_Work to be completed_
Find every line in the records below that holds the word "ZipWriter", and copy each one.

_Records supplied_
=-=-=-=-=

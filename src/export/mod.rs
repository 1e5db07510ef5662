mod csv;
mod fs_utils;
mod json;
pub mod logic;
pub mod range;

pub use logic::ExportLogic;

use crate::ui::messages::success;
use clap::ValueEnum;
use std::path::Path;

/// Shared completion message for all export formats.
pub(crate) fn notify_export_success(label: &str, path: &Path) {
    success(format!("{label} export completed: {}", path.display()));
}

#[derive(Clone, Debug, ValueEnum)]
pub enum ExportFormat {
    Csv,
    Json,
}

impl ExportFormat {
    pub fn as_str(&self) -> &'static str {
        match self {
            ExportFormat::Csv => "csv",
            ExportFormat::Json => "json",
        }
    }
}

=-=-=-=-=

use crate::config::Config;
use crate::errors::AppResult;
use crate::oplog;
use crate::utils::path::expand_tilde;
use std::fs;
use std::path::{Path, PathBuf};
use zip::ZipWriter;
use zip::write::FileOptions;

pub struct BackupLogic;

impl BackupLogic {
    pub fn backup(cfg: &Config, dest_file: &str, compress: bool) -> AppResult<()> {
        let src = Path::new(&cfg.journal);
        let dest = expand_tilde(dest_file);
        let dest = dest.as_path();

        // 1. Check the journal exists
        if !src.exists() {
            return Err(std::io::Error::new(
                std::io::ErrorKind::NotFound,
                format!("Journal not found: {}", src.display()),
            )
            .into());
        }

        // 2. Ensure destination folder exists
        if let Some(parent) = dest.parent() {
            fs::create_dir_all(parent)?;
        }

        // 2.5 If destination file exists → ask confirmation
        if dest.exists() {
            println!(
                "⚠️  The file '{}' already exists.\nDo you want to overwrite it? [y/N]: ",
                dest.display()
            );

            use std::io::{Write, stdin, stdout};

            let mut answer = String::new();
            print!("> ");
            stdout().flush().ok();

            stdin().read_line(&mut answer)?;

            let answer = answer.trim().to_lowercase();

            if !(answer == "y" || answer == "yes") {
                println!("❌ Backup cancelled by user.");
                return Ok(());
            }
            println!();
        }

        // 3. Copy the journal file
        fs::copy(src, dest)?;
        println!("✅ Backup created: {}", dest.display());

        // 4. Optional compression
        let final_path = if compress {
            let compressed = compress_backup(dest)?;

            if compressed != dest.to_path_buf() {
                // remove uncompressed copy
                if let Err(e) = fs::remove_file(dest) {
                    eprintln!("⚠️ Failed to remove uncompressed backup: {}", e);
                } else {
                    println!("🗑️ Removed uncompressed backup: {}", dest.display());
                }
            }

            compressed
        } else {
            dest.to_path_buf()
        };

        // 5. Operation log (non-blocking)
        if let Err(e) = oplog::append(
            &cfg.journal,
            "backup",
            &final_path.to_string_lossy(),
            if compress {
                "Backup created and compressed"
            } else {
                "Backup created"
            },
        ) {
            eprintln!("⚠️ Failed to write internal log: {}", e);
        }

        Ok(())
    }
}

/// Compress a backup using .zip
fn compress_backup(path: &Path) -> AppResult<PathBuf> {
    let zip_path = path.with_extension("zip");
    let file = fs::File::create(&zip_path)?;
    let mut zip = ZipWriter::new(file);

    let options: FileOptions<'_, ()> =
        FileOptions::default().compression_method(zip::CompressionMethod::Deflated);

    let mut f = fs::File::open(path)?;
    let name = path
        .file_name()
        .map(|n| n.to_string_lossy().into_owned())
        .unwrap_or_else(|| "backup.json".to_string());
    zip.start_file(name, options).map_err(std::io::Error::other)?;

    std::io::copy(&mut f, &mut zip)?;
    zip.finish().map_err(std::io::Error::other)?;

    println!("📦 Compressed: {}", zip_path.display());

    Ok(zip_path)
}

=-=-=-=-=

_Answer section_
use zip::ZipWriter;
    let mut zip = ZipWriter::new(file);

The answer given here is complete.